Start of Provided records

//! Core table engine.
//!
//! Bounded linear probing over a fixed slot array. The claim protocol is a
//! single compare-and-swap on the slot key; the release protocol clears the
//! value before publishing the empty key. Between them, every operation
//! terminates within `MAX_TRIES` probe steps, win or lose.

use core::fmt::Debug;
use core::fmt::Formatter;
use core::fmt::Result as FmtResult;
use core::marker::PhantomData;
use core::mem;

use crossbeam_utils::CachePadded;

use crate::array::Array;
use crate::error::InitError;
use crate::error::InsertExhausted;
use crate::hash;
use crate::hash::HashFn;
use crate::params::Bits;
use crate::params::Params;
use crate::params::ParamsExt;
use crate::registry::Reportable;
use crate::slot::Slot;
use crate::stats::Snapshot;
use crate::stats::Stats;

// -----------------------------------------------------------------------------
// Table State
// -----------------------------------------------------------------------------

/// The probing engine behind a [`Table`].
///
/// Header fields (`mask`, `hash`, the slot pointer) are written once at
/// construction and only read afterwards; the statistics block is the sole
/// constantly-mutated region and is padded onto its own cache lines to keep
/// counter traffic from invalidating the header.
///
/// [`Table`]: crate::public::Table
pub(crate) struct RawTable<V, P>
where
  P: Params + ?Sized,
{
  name: &'static str,
  bits: Bits,
  mask: usize,
  hash: HashFn,
  vacant: V,
  slots: Array<Slot<V>, P::Alloc>,
  stats: CachePadded<Stats>,
  marker: PhantomData<fn(P)>,
}

impl<V, P> RawTable<V, P>
where
  P: Params + ?Sized,
{
  #[inline]
  pub(crate) const fn name(&self) -> &'static str {
    self.name
  }

  #[inline]
  pub(crate) const fn bits(&self) -> Bits {
    self.bits
  }

  /// The nominal capacity: the number of distinct probe window starts.
  #[inline]
  pub(crate) const fn nominal(&self) -> usize {
    self.bits.nominal()
  }

  /// The backing slot count, `nominal + MAX_TRIES`.
  #[inline]
  pub(crate) const fn backing(&self) -> usize {
    self.slots.len()
  }

  /// The backing memory footprint in bytes.
  #[inline]
  pub(crate) const fn memory(&self) -> usize {
    self.slots.memory()
  }

  #[inline]
  pub(crate) fn stats(&self) -> Snapshot {
    self.stats.snapshot()
  }

  /// Counts held slots. Diagnostic only; racy by nature.
  fn occupied(&self) -> usize {
    self
      .slots
      .as_slice()
      .iter()
      .filter(|slot| slot.key() != P::EMPTY_KEY)
      .count()
  }
}

impl<V, P> RawTable<V, P>
where
  V: Copy,
  P: Params + ?Sized,
{
  /// Allocates and sentinel-fills the backing array.
  ///
  /// Every slot is initialized to `(EMPTY_KEY, vacant)` before the table is
  /// observable. A declined allocation leaves no trace of the instance.
  pub(crate) fn new(
    name: &'static str,
    bits: Bits,
    hash: Option<HashFn>,
    vacant: V,
  ) -> Result<Self, InitError> {
    P::validate();

    let backing: usize = bits.nominal() + P::MAX_TRIES;
    let bytes: usize = mem::size_of::<Slot<V>>().saturating_mul(backing);

    let Some(slots) = Array::new(backing, |_, uninit| {
      uninit.write(Slot::new(P::EMPTY_KEY, vacant));
    }) else {
      return Err(InitError::AllocFailed { bytes });
    };

    Ok(Self {
      name,
      bits,
      mask: bits.mask(),
      hash: hash.unwrap_or(hash::hash32shift),
      vacant,
      slots,
      stats: CachePadded::new(Stats::new()),
      marker: PhantomData,
    })
  }

  /// Claims a slot in `key`'s probe window and stores `value`.
  ///
  /// One atomic claim plus one plain store on the fast path. A slot already
  /// held by `key` is the caller's own entry (single-owner-per-key) and is
  /// overwritten in place.
  pub(crate) fn insert(&self, key: u32, value: V) -> Result<(), InsertExhausted> {
    debug_assert_ne!(key, P::EMPTY_KEY, "key equals the empty sentinel");

    self.stats.insert.bump();

    for slot in self.window(key) {
      match slot.claim(P::EMPTY_KEY, key) {
        Ok(_) => {
          slot.fill(value);
          return Ok(());
        }
        Err(held) if held == key => {
          slot.fill(value);
          self.stats.overwritten.bump();
          return Ok(());
        }
        Err(_) => {
          self.stats.collision.bump();
        }
      }
    }

    self.stats.insert_err.bump();

    Err(InsertExhausted { key })
  }

  /// Vacates `key`'s slot and returns the stored value.
  ///
  /// Plain key loads suffice: the caller is the sole owner of `key`, so no
  /// other thread removes or re-inserts this exact key concurrently. The
  /// value is cleared before the key; see [`Slot::vacate`].
  pub(crate) fn remove(&self, key: u32) -> Option<V> {
    self.stats.remove.bump();

    for slot in self.window(key) {
      if slot.key() == key {
        let value: V = slot.value();

        slot.vacate(P::EMPTY_KEY, self.vacant);

        return Some(value);
      }
    }

    self.stats.remove_err.bump();

    None
  }

  /// Looks up `key` and copies its value out.
  ///
  /// Read-only. A find racing the owner's remove of the same key may
  /// transiently return the vacant payload under the old key; it never
  /// attributes a different key's payload to `key`.
  pub(crate) fn find(&self, key: u32) -> Option<V> {
    self.stats.search.bump();

    for slot in self.window(key) {
      if slot.key() == key {
        let value: V = slot.value();

        self.stats.search_ok.bump();

        return Some(value);
      }
    }

    self.stats.search_err.bump();

    None
  }

  /// Computes the probe window start for `key`.
  #[inline]
  fn index(&self, key: u32) -> usize {
    (self.hash)(key) as usize & self.mask
  }

  /// Returns `key`'s probe window: `MAX_TRIES` consecutive slots.
  ///
  /// Strictly linear, never wrapping; the backing array is over-allocated by
  /// `MAX_TRIES` slots so the window is in bounds from any start index.
  #[inline]
  fn window(&self, key: u32) -> impl Iterator<Item = &Slot<V>> {
    let index: usize = self.index(key);

    self.slots.as_slice()[index..index + P::MAX_TRIES].iter()
  }
}

impl<V, P> Debug for RawTable<V, P>
where
  P: Params + ?Sized,
{
  fn fmt(&self, f: &mut Formatter<'_>) -> FmtResult {
    f.debug_struct("Table")
      .field("name", &self.name)
      .field("bits", &self.bits)
      .field("params", &P::debug())
      .field("occupied", &self.occupied())
      .finish_non_exhaustive()
  }
}

impl<V, P> Reportable for RawTable<V, P>
where
  V: Copy + Send,
  P: Params + ?Sized,
{
  fn name(&self) -> &'static str {
    self.name
  }

  fn nominal(&self) -> usize {
    self.nominal()
  }

  fn memory(&self) -> usize {
    self.memory()
  }

  fn snapshot(&self) -> Snapshot {
    self.stats()
  }
}

// SAFETY: The slot array is `Send`/`Sync` for `V: Copy + Send` (see `Slot`);
// every other field is plain read-only data after construction.
unsafe impl<V, P> Send for RawTable<V, P>
where
  V: Copy + Send,
  P: Params + ?Sized,
{
}

// SAFETY: Shared access is mediated by the slot claim protocol; the table
// never hands out references into slot cells, only copies.
unsafe impl<V, P> Sync for RawTable<V, P>
where
  V: Copy + Send,
  P: Params + ?Sized,
{
}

End of Provided records

What is expected:
Check each line of the material for the string "Reportable", then state how many lines have it and nothing more.

Expected answer:
2